> **Exercise aim**: Look through the data below and return each line where "found" appears.

[Stored items]
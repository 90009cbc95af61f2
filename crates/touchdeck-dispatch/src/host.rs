use touchdeck_core::{ClickEvent, PointerId, WidgetId};

/// The outside world as seen by the dispatcher.
///
/// Implemented by whatever owns the control surface: it knows which pointers
/// other input layers have claimed, and it acts on the bindings of pressed
/// widgets (key presses, layer switches, sending text...).
pub trait PointerHost {
    /// Pointers claimed by another input layer are skipped entirely.
    fn is_pointer_occupied(&self, _id: PointerId) -> bool {
        false
    }

    /// A widget declined the pointer: from now on it should only drive
    /// movement (camera look, for example), never taps.
    fn mark_move_only(&mut self, _id: PointerId) {}

    /// Called once per binding when a widget is pressed (`pressed == true`) or
    /// released. Toggle widgets report their new toggle state instead.
    fn on_click_event(&mut self, widget: &WidgetId, event: &ClickEvent, pressed: bool);
}
//! Alignment snapping of a dragged widget against the other widgets on screen.
//!
//! X and Y are decided independently: each axis takes its nearest candidate,
//! so a widget can line up with one neighbour horizontally and another
//! vertically at the same time.

#[cfg(feature = "serde")]
use serde::{Deserialize, Serialize};

use touchdeck_core::{
    LayerKey, Layout, PercentPosition, Rect, ScreenMetrics, Size, Vec2, WidgetKey,
    min_rect_distance, to_percent_position,
};

#[derive(Clone, Copy, Debug, Default, PartialEq, Eq)]
#[cfg_attr(feature = "serde", derive(Serialize, Deserialize))]
pub enum SnapMode {
    /// Every eligible widget is a candidate.
    #[default]
    FullScreen,
    /// Only widgets within a radius of the dragged one.
    Local,
}

#[derive(Clone, Copy, Debug, Default, PartialEq, Eq)]
#[cfg_attr(feature = "serde", derive(Serialize, Deserialize))]
pub enum SnapScope {
    #[default]
    AllLayers,
    CurrentLayer,
}

#[derive(Clone, Copy, Debug, PartialEq)]
#[cfg_attr(feature = "serde", derive(Serialize, Deserialize), serde(default))]
pub struct SnapConfig {
    pub enabled: bool,
    pub mode: SnapMode,
    pub threshold_dp: f32,
    pub local_radius_dp: f32,
    pub scope: SnapScope,
}

impl Default for SnapConfig {
    fn default() -> Self {
        Self {
            enabled: true,
            mode: SnapMode::FullScreen,
            threshold_dp: 10.0,
            local_radius_dp: 80.0,
            scope: SnapScope::AllLayers,
        }
    }
}

#[derive(Clone, Copy, Debug, PartialEq, Eq)]
pub enum GuidelineAxis {
    /// A vertical line at an x coordinate.
    Vertical,
    /// A horizontal line at a y coordinate.
    Horizontal,
}

#[derive(Clone, Copy, Debug, PartialEq)]
pub struct Guideline {
    pub axis: GuidelineAxis,
    pub position: f32,
}

#[derive(Clone, Copy, Debug)]
pub struct SnapRequest<'a> {
    /// Tentative top-left offset, already clamped to the screen.
    pub offset: Vec2,
    pub size: Size,
    pub screen: Size,
    /// Rectangles of the other eligible widgets, in declaration order.
    pub candidates: &'a [Rect],
    /// Pixel gap below which an alignment snaps.
    pub threshold: f32,
    pub mode: SnapMode,
    /// Pixel radius for [`SnapMode::Local`].
    pub local_radius: f32,
}

#[derive(Clone, Debug, PartialEq)]
pub struct SnapOutcome {
    pub position: PercentPosition,
    /// Pixel offset the position was derived from.
    pub offset: Vec2,
    /// Empty when nothing snapped; the guideline display should be cancelled.
    pub guidelines: Vec<Guideline>,
}

/// Candidate coordinates for one axis, keyed by the resulting coordinate.
/// A repeated coordinate replaces the guideline but keeps its first slot.
#[derive(Default)]
struct AxisCandidates {
    slots: Vec<(f32, Guideline)>,
}

impl AxisCandidates {
    fn record(&mut self, coord: f32, guideline: Guideline) {
        match self.slots.iter_mut().find(|(c, _)| *c == coord) {
            Some(slot) => slot.1 = guideline,
            None => self.slots.push((coord, guideline)),
        }
    }

    /// Nearest to `from`; the earliest slot wins ties.
    fn nearest(&self, from: f32) -> Option<(f32, Guideline)> {
        let mut best: Option<(f32, Guideline)> = None;
        for &(coord, g) in &self.slots {
            let closer = match best {
                Some((b, _)) => (coord - from).abs() < (b - from).abs(),
                None => true,
            };
            if closer {
                best = Some((coord, g));
            }
        }
        best
    }
}

pub fn compute_snap(req: &SnapRequest<'_>) -> SnapOutcome {
    let dragged = Rect::from_origin_size(req.offset, req.size);
    let mut xs = AxisCandidates::default();
    let mut ys = AxisCandidates::default();
    let near = |a: f32, b: f32| (a - b).abs() < req.threshold;
    let v = |position| Guideline {
        axis: GuidelineAxis::Vertical,
        position,
    };
    let h = |position| Guideline {
        axis: GuidelineAxis::Horizontal,
        position,
    };

    for other in req.candidates {
        if req.mode == SnapMode::Local && min_rect_distance(&dragged, other) > req.local_radius {
            continue;
        }

        // edge to opposite edge
        if near(dragged.right(), other.x) {
            xs.record(other.x - dragged.w, v(other.x));
        }
        if near(dragged.x, other.right()) {
            xs.record(other.right(), v(other.right()));
        }
        if near(dragged.bottom(), other.y) {
            ys.record(other.y - dragged.h, h(other.y));
        }
        if near(dragged.y, other.bottom()) {
            ys.record(other.bottom(), h(other.bottom()));
        }
        // edge to same edge
        if near(dragged.x, other.x) {
            xs.record(other.x, v(other.x));
        }
        if near(dragged.right(), other.right()) {
            xs.record(other.right() - dragged.w, v(other.right()));
        }
        if near(dragged.y, other.y) {
            ys.record(other.y, h(other.y));
        }
        if near(dragged.bottom(), other.bottom()) {
            ys.record(other.bottom() - dragged.h, h(other.bottom()));
        }
    }

    let snap_x = xs.nearest(dragged.x);
    let snap_y = ys.nearest(dragged.y);
    log::trace!("snap: x {:?}, y {:?}", snap_x, snap_y);

    let offset = Vec2 {
        x: snap_x.map(|(c, _)| c).unwrap_or(dragged.x),
        y: snap_y.map(|(c, _)| c).unwrap_or(dragged.y),
    };
    let guidelines = snap_x.into_iter().chain(snap_y).map(|(_, g)| g).collect();

    SnapOutcome {
        position: to_percent_position(offset, req.size, req.screen),
        offset,
        guidelines,
    }
}

/// Rectangles of every widget `dragged` may align with.
///
/// Hidden layers, `editor_hidden` layers and zero-size widgets (such as
/// unmeasured `Wrap` text) are skipped. With
/// [`SnapScope::CurrentLayer`] only `current_layer` (or the dragged widget's
/// own layer when `None`) contributes. Order follows layer order, then each
/// layer's normal widgets and text widgets as stored.
pub fn snap_candidates(
    layout: &Layout,
    dragged: WidgetKey,
    scope: SnapScope,
    current_layer: Option<LayerKey>,
    editor_hidden: &[LayerKey],
    metrics: &ScreenMetrics,
) -> Vec<Rect> {
    let current = current_layer.or_else(|| layout.layer_of(dragged));
    layout
        .layers()
        .filter(|(key, layer)| !layer.hide && !editor_hidden.contains(key))
        .filter(|(key, _)| scope == SnapScope::AllLayers || Some(*key) == current)
        .flat_map(|(_, layer)| layer.widgets())
        .filter(|key| *key != dragged)
        .map(|key| layout.widget_rect(key, metrics))
        .filter(|rect| !rect.is_empty())
        .collect()
}

#[cfg(test)]
mod tests {
    use super::*;

    fn rect(x: f32, y: f32, w: f32, h: f32) -> Rect {
        Rect { x, y, w, h }
    }

    fn request(offset: Vec2, candidates: &[Rect]) -> SnapRequest<'_> {
        SnapRequest {
            offset,
            size: Size::new(100.0, 100.0),
            screen: Size::new(2000.0, 1000.0),
            candidates,
            threshold: 10.0,
            mode: SnapMode::FullScreen,
            local_radius: 50.0,
        }
    }

    #[test]
    fn test_left_edge_snaps_to_right_edge() {
        let others = [rect(0.0, 500.0, 300.0, 100.0)];
        let out = compute_snap(&request(Vec2::new(306.0, 100.0), &others));
        assert_eq!(out.offset, Vec2::new(300.0, 100.0));
        assert_eq!(
            out.guidelines,
            vec![Guideline {
                axis: GuidelineAxis::Vertical,
                position: 300.0
            }]
        );
    }

    #[test]
    fn test_no_candidate_returns_tentative_position() {
        let others = [rect(1500.0, 800.0, 100.0, 100.0)];
        let out = compute_snap(&request(Vec2::new(950.0, 450.0), &others));
        assert!(out.guidelines.is_empty());
        assert_eq!(out.offset, Vec2::new(950.0, 450.0));
        assert_eq!(out.position, PercentPosition::new(5000, 5000));
    }

    #[test]
    fn test_axes_snap_to_different_widgets() {
        let others = [
            rect(500.0, 700.0, 50.0, 50.0), // left-aligned candidate for x
            rect(1200.0, 203.0, 50.0, 50.0), // top-aligned candidate for y
        ];
        let out = compute_snap(&request(Vec2::new(497.0, 200.0), &others));
        assert_eq!(out.offset, Vec2::new(500.0, 203.0));
        assert_eq!(out.guidelines.len(), 2);
        assert_eq!(out.guidelines[0].axis, GuidelineAxis::Vertical);
        assert_eq!(out.guidelines[1].axis, GuidelineAxis::Horizontal);
    }

    #[test]
    fn test_nearest_candidate_per_axis_wins() {
        let others = [
            rect(408.0, 700.0, 50.0, 50.0), // left-left, 8px away
            rect(403.0, 900.0, 50.0, 50.0), // left-left, 3px away
        ];
        let out = compute_snap(&request(Vec2::new(400.0, 100.0), &others));
        assert_eq!(out.offset.x, 403.0);
    }

    #[test]
    fn test_equal_distance_first_declared_wins() {
        let others = [
            rect(404.0, 700.0, 50.0, 50.0),
            rect(396.0, 900.0, 50.0, 50.0),
        ];
        let out = compute_snap(&request(Vec2::new(400.0, 100.0), &others));
        assert_eq!(out.offset.x, 404.0);

        let swapped = [others[1], others[0]];
        let out = compute_snap(&request(Vec2::new(400.0, 100.0), &swapped));
        assert_eq!(out.offset.x, 396.0);
    }

    #[test]
    fn test_same_coordinate_last_guideline_wins() {
        // both alignments land on x = 300: right-to-left against the first
        // widget (line at 400), left-to-left against the second (line at 300)
        let others = [
            rect(400.0, 700.0, 50.0, 50.0),
            rect(300.0, 900.0, 50.0, 50.0),
        ];
        let out = compute_snap(&request(Vec2::new(302.0, 100.0), &others));
        assert_eq!(out.offset.x, 300.0);
        assert_eq!(
            out.guidelines,
            vec![Guideline {
                axis: GuidelineAxis::Vertical,
                position: 300.0
            }]
        );
    }

    #[test]
    fn test_threshold_is_exclusive() {
        let others = [rect(0.0, 500.0, 300.0, 100.0)];
        let out = compute_snap(&request(Vec2::new(310.0, 100.0), &others));
        assert!(out.guidelines.is_empty());
    }

    #[test]
    fn test_candidates_skip_zero_size_widgets() {
        use touchdeck_core::{Layer, Widget, WidgetSize};

        let metrics = ScreenMetrics::new(1000.0, 1000.0, 1.0);
        let mut layout = Layout::new();
        let layer = layout.add_layer(Layer::new("main", "Main")).unwrap();
        let dragged = layout.add_widget(layer, Widget::text("d", "D")).unwrap();
        let label = layout
            .add_widget(layer, Widget::text("label", "hi").sized(WidgetSize::Wrap))
            .unwrap();

        let found = |layout: &Layout| {
            snap_candidates(layout, dragged, SnapScope::AllLayers, None, &[], &metrics)
        };
        assert!(found(&layout).is_empty());

        layout.set_measured_size(label, Size::new(40.0, 20.0)).unwrap();
        assert_eq!(found(&layout), vec![rect(0.0, 0.0, 40.0, 20.0)]);
    }

    #[test]
    fn test_local_mode_excludes_far_candidates() {
        // x edges line up within threshold but the widget is 400px below
        let others = [rect(0.0, 600.0, 300.0, 100.0)];
        let mut req = request(Vec2::new(305.0, 100.0), &others);
        req.mode = SnapMode::Local;
        let out = compute_snap(&req);
        assert!(out.guidelines.is_empty());
        assert_eq!(out.offset.x, 305.0);

        req.mode = SnapMode::FullScreen;
        assert_eq!(compute_snap(&req).offset.x, 300.0);

        req.mode = SnapMode::Local;
        req.local_radius = 500.0;
        assert_eq!(compute_snap(&req).offset.x, 300.0);
    }
}
use std::cell::RefCell;
use std::rc::Rc;

pub type SubId = usize;

/// Cloneable observable value. Subscribers run synchronously on every write.
#[derive(Clone)]
pub struct Signal<T: 'static>(Rc<RefCell<Inner<T>>>);

struct Inner<T> {
    value: T,
    subs: Vec<Option<Box<dyn Fn(&T)>>>,
}

impl<T> Signal<T> {
    pub fn new(value: T) -> Self {
        Self(Rc::new(RefCell::new(Inner {
            value,
            subs: Vec::new(),
        })))
    }
    pub fn get(&self) -> T
    where
        T: Clone,
    {
        self.0.borrow().value.clone()
    }
    pub fn update<F: FnOnce(&mut T)>(&self, f: F) {
        let mut inner = self.0.borrow_mut();
        f(&mut inner.value);
        let vref = &inner.value;
        for s in inner.subs.iter().flatten() {
            s(vref);
        }
    }
    pub fn subscribe(&self, f: impl Fn(&T) + 'static) -> SubId {
        let mut inner = self.0.borrow_mut();
        inner.subs.push(Some(Box::new(f)));
        inner.subs.len() - 1
    }
    pub fn unsubscribe(&self, id: SubId) {
        if let Some(slot) = self.0.borrow_mut().subs.get_mut(id) {
            *slot = None;
        }
    }
}

impl Signal<u64> {
    /// Version counters: wrap instead of overflowing.
    pub fn bump(&self) {
        self.update(|v| *v = v.wrapping_add(1));
    }
}

impl<T: std::fmt::Debug> std::fmt::Debug for Signal<T> {
    fn fmt(&self, f: &mut std::fmt::Formatter<'_>) -> std::fmt::Result {
        f.debug_tuple("Signal").field(&self.0.borrow().value).finish()
    }
}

> **Output below**:
        let found = |layout: &Layout| {
        assert!(found(&layout).is_empty());
        assert_eq!(found(&layout), vec![rect(0.0, 0.0, 40.0, 20.0)]);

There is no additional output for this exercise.